>>
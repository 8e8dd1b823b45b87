use image::RgbaImage;
use rayon::prelude::*;

use crate::foundation::error::{CardError, CardResult};
use crate::render::pipeline::render;
use crate::scene::assets::CardAssets;
use crate::scene::params::CardParams;

/// Options controlling [`render_batch`].
#[derive(Clone, Copy, Debug)]
pub struct BatchOpts {
    /// Render items on a dedicated rayon pool.
    pub parallel: bool,
    /// Override the number of rayon worker threads. `None` uses rayon defaults.
    pub threads: Option<usize>,
}

impl Default for BatchOpts {
    fn default() -> Self {
        Self {
            parallel: true,
            threads: None,
        }
    }
}

/// One card of a batch.
#[derive(Clone, Debug)]
pub struct BatchItem {
    /// Caller-chosen identifier, echoed in the report and in logs.
    pub id: String,
    /// Decoded inputs.
    pub assets: CardAssets,
    /// Render parameters.
    pub params: CardParams,
}

/// A successfully rendered batch item.
#[derive(Clone, Debug)]
pub struct RenderedCard {
    /// Identifier of the originating [`BatchItem`].
    pub id: String,
    /// Output image.
    pub image: RgbaImage,
}

/// A batch item that failed to render.
#[derive(Clone, Debug, PartialEq, Eq)]
pub struct FailedCard {
    /// Identifier of the originating [`BatchItem`].
    pub id: String,
    /// Display form of the error.
    pub error: String,
}

/// Outcome of a batch. Both lists keep input order.
#[derive(Clone, Debug, Default)]
pub struct BatchReport {
    /// Rendered cards.
    pub cards: Vec<RenderedCard>,
    /// Skipped items.
    pub failed: Vec<FailedCard>,
}

impl BatchReport {
    /// Number of items the batch was given.
    pub fn total(&self) -> usize {
        self.cards.len() + self.failed.len()
    }
}

/// Render every item, skipping (and logging) the ones that fail.
///
/// The only error returned is a thread pool that cannot be built; per-item failures end up in
/// [`BatchReport::failed`].
#[tracing::instrument(skip_all, fields(items = items.len(), parallel = opts.parallel))]
pub fn render_batch(items: &[BatchItem], opts: BatchOpts) -> CardResult<BatchReport> {
    let results: Vec<CardResult<RgbaImage>> = if opts.parallel {
        let pool = build_thread_pool(opts.threads)?;
        pool.install(|| {
            items
                .par_iter()
                .map(|item| render(&item.assets, &item.params))
                .collect()
        })
    } else {
        items
            .iter()
            .map(|item| render(&item.assets, &item.params))
            .collect()
    };

    let mut report = BatchReport::default();
    for (item, result) in items.iter().zip(results) {
        match result {
            Ok(image) => report.cards.push(RenderedCard {
                id: item.id.clone(),
                image,
            }),
            Err(e) => {
                tracing::warn!(id = %item.id, error = %e, "card skipped");
                report.failed.push(FailedCard {
                    id: item.id.clone(),
                    error: e.to_string(),
                });
            }
        }
    }
    tracing::info!(
        rendered = report.cards.len(),
        failed = report.failed.len(),
        "batch finished"
    );
    Ok(report)
}

fn build_thread_pool(threads: Option<usize>) -> CardResult<rayon::ThreadPool> {
    if let Some(n) = threads
        && n == 0
    {
        return Err(CardError::config("batch 'threads' must be >= 1 when set"));
    }

    let mut builder = rayon::ThreadPoolBuilder::new();
    if let Some(n) = threads {
        builder = builder.num_threads(n);
    }
    builder
        .build()
        .map_err(|e| CardError::processing(format!("failed to build rayon thread pool: {e}")))
}

#[cfg(test)]
#[path = "../../tests/unit/session/batch.rs"]
mod tests;
use image::RgbaImage;
use smallvec::SmallVec;

use crate::effects::composite::composite;
use crate::effects::mask::round_corners;
use crate::effects::resize::resize_exact;
use crate::foundation::core::{CanvasSize, PixelOffset};
use crate::foundation::error::{CardError, CardResult};
use crate::layout::background::{darken_fade, fit_cover};
use crate::layout::band::apply_band;
use crate::layout::characters::{
    Placements, draw_placements, place_dual, place_pyramid, place_side_by_side, place_single,
};
use crate::layout::logo::place_logo;
use crate::render::dispatch::{LayoutPlan, select_layout};
use crate::render::observer::{EventSink, RenderEvent, TracingSink};
use crate::scene::assets::CardAssets;
use crate::scene::params::{CardParams, LayoutMode};
use crate::scene::style::TextBoxStyle;
use crate::text::engine::{ParleyTextEngine, TextEngine};
use crate::text::fit::{FitRequest, TextFitter, TextLine, TitleContent};

/// Compose one card with the `parley` text engine, logging stages through `tracing`.
///
/// The returned image is exactly `params.canvas` in size. Nothing is read from or written to
/// disk.
#[tracing::instrument(skip_all, fields(mode = ?params.mode, width = params.canvas.width, height = params.canvas.height))]
pub fn render(assets: &CardAssets, params: &CardParams) -> CardResult<RgbaImage> {
    let mut engine = ParleyTextEngine::new();
    render_with(assets, params, &mut engine, &mut TracingSink)
}

/// Compose one card with an explicit text engine and event sink.
///
/// Stages run in a fixed order: layout selection, background, characters, band, text (or title
/// image), logo, corner rounding.
pub fn render_with(
    assets: &CardAssets,
    params: &CardParams,
    engine: &mut dyn TextEngine,
    sink: &mut dyn EventSink,
) -> CardResult<RgbaImage> {
    params.validate()?;
    let style = &params.style;
    let size = params.canvas;

    let plan = select_layout(
        params.mode,
        assets.characters.len(),
        assets.title_image.is_some(),
    )?;
    sink.emit(RenderEvent::LayoutSelected { plan });

    let anchor = match params.mode {
        LayoutMode::Default => style.background.default_anchor,
        LayoutMode::Crypto => style.background.crypto_anchor,
        LayoutMode::Dual => style.background.dual_anchor,
    };
    let mut canvas = fit_cover(&assets.background, size, anchor)?;
    if params.mode == LayoutMode::Crypto {
        darken_fade(
            &mut canvas,
            style.background.crypto_fade_top_alpha,
            style.background.crypto_fade_bottom_alpha,
        );
    }
    sink.emit(RenderEvent::BackgroundFitted { anchor });

    let placements = place_characters(assets, params, plan)?;
    draw_placements(&mut canvas, &placements);
    sink.emit(RenderEvent::CharactersPlaced {
        count: placements.len(),
    });

    let color = apply_band(&mut canvas, &params.band, params.mode, style)?;
    sink.emit(RenderEvent::BandApplied {
        technique: params.band.resolved_technique(params.mode),
        color,
    });

    let logo = if params.use_logo {
        // Dual mode draws no provider text to fall back to.
        if assets.logo.is_none() && params.mode != LayoutMode::Dual {
            sink.emit(RenderEvent::LogoMissingFallback);
        }
        assets.logo.as_deref()
    } else {
        None
    };

    let logo_drawn = logo.is_some();
    match params.mode {
        LayoutMode::Dual => draw_banner(&mut canvas, assets, params, sink)?,
        LayoutMode::Crypto => {
            let text = &style.crypto_text;
            draw_text(&mut canvas, assets, params, text, logo_drawn, engine, sink)?;
        }
        LayoutMode::Default => {
            let text = &style.default_text;
            draw_text(&mut canvas, assets, params, text, logo_drawn, engine, sink)?;
        }
    }

    if let Some(logo) = logo {
        let placed = place_logo(logo, size, &params.logo)?;
        composite(&mut canvas, &placed.image, placed.offset);
        sink.emit(RenderEvent::LogoPlaced {
            offset: placed.offset,
        });
    }

    if let Some(radius) = params.corner_radius {
        round_corners(&mut canvas, radius)?;
        sink.emit(RenderEvent::CornersRounded { radius });
    }

    Ok(canvas)
}

fn place_characters(
    assets: &CardAssets,
    params: &CardParams,
    plan: LayoutPlan,
) -> CardResult<Placements> {
    let style = &params.style;
    let size = params.canvas;
    let chars: SmallVec<[&RgbaImage; 3]> = assets
        .characters
        .iter()
        .take(plan.characters_used())
        .map(|c| c.as_ref())
        .collect();

    match (plan, chars.as_slice()) {
        (LayoutPlan::Single, [first, ..]) => {
            let mut out = Placements::new();
            out.push(place_single(
                first,
                size,
                params.character_height_ratio,
                &style.single,
            )?);
            Ok(out)
        }
        (LayoutPlan::SideBySide { .. }, chars) => {
            place_side_by_side(chars, size, params.character_height_ratio, &style.side_by_side)
        }
        (LayoutPlan::Pyramid, &[a, b, c]) => place_pyramid([a, b, c], size, &style.pyramid),
        (LayoutPlan::Dual, &[left, right]) => place_dual(left, right, size, &style.dual),
        _ => Err(CardError::processing(
            "layout plan does not match the supplied characters",
        )),
    }
}

/// Dual mode: the title image as a wide banner over the characters.
fn draw_banner(
    canvas: &mut RgbaImage,
    assets: &CardAssets,
    params: &CardParams,
    sink: &mut dyn EventSink,
) -> CardResult<()> {
    let title = assets
        .title_image
        .as_deref()
        .ok_or_else(|| CardError::invalid_layout("dual mode needs a title image"))?;
    let (w, h) = title.dimensions();
    if w == 0 || h == 0 {
        return Err(CardError::processing("title image must be non-empty"));
    }
    let size = params.canvas;
    let dual = &params.style.dual;
    let bw = size.frac_w(dual.banner_width_ratio).max(1) as u32;
    let bh = ((f64::from(h) * f64::from(bw) / f64::from(w)) as u32).max(1);
    let banner = resize_exact(title, bw, bh)?;
    let offset = PixelOffset::new(
        (i64::from(size.width) - i64::from(bw)).div_euclid(2),
        size.frac_h(dual.banner_center_y_ratio) - i64::from(bh / 2),
    );
    composite(canvas, &banner, offset);
    sink.emit(RenderEvent::TitleImagePlaced { offset });
    Ok(())
}

/// Title (text or image), subtitle and provider line fitted into the mode's text box.
///
/// The provider line is left out when a logo will be drawn. The subtitle is set in the title
/// font.
fn draw_text(
    canvas: &mut RgbaImage,
    assets: &CardAssets,
    params: &CardParams,
    text_style: &TextBoxStyle,
    logo_drawn: bool,
    engine: &mut dyn TextEngine,
    sink: &mut dyn EventSink,
) -> CardResult<()> {
    let size = params.canvas;
    let title_image = if params.use_title_image {
        assets.title_image.as_deref()
    } else {
        None
    };
    let scaled_title = title_image
        .map(|img| scale_title_image(img, size, params))
        .transpose()?;

    let lines: SmallVec<[&str; 4]> = params.title_text().collect();
    let subtitle_text = params.subtitle_text();
    let provider_text = if logo_drawn {
        None
    } else {
        params.provider_text()
    };
    if scaled_title.is_none()
        && lines.is_empty()
        && subtitle_text.is_none()
        && provider_text.is_none()
    {
        return Ok(());
    }

    let title = match &scaled_title {
        Some(img) => TitleContent::Image {
            width: img.width(),
            height: img.height(),
        },
        None if lines.is_empty() => TitleContent::None,
        None => TitleContent::Lines {
            lines: &lines,
            font: assets
                .title_font
                .as_ref()
                .ok_or_else(|| CardError::font_load("title text needs a title font"))?,
        },
    };
    let subtitle = match subtitle_text {
        Some(text) => Some(TextLine {
            text,
            font: assets
                .title_font
                .as_ref()
                .ok_or_else(|| CardError::font_load("subtitle text needs a title font"))?,
        }),
        None => None,
    };
    let provider = match provider_text {
        Some(text) => Some(TextLine {
            text,
            font: assets
                .effective_provider_font()
                .ok_or_else(|| CardError::font_load("provider text needs a font"))?,
        }),
        None => None,
    };

    let req = FitRequest::from_style(
        title,
        provider,
        size,
        text_style,
        params.text_scale,
        params.text_offset_ratio,
    )
    .with_subtitle(subtitle);
    let mut fitter = TextFitter::new(engine, &params.style.fit);
    let outcome = fitter.fit(&req)?;
    sink.emit(RenderEvent::TextFitted {
        title_ratio: outcome.title_ratio,
        provider_ratio: outcome.provider_ratio,
        iterations: outcome.iterations,
        fits: outcome.fits,
    });

    if let Some(img) = &scaled_title {
        let offset = PixelOffset::new(
            (i64::from(size.width) - i64::from(img.width())).div_euclid(2),
            outcome.title_top,
        );
        composite(canvas, img, offset);
        sink.emit(RenderEvent::TitleImagePlaced { offset });
    }
    fitter.draw(canvas, &req, &outcome, text_style)
}

/// Fit within the title-image bounds without upscaling, then apply the user scale.
fn scale_title_image(
    img: &RgbaImage,
    size: CanvasSize,
    params: &CardParams,
) -> CardResult<RgbaImage> {
    let (w, h) = img.dimensions();
    if w == 0 || h == 0 {
        return Err(CardError::processing("title image must be non-empty"));
    }
    let bounds = &params.style.title_image;
    let max_w = f64::from(size.width) * bounds.max_width_ratio;
    let max_h = f64::from(size.height) * bounds.max_height_ratio;
    let fit = (max_w / f64::from(w)).min(max_h / f64::from(h)).min(1.0);
    let scale = fit * params.title_image_scale;
    let tw = ((f64::from(w) * scale) as u32).max(1);
    let th = ((f64::from(h) * scale) as u32).max(1);
    resize_exact(img, tw, th)
}

#[cfg(test)]
#[path = "../../tests/unit/render/pipeline.rs"]
mod tests;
<<
• WHAT TO DO: From the data, pick out every line that includes "effects".

• EXERCISE OUTPUT:
use crate::effects::composite::composite;
use crate::effects::mask::round_corners;
use crate::effects::resize::resize_exact;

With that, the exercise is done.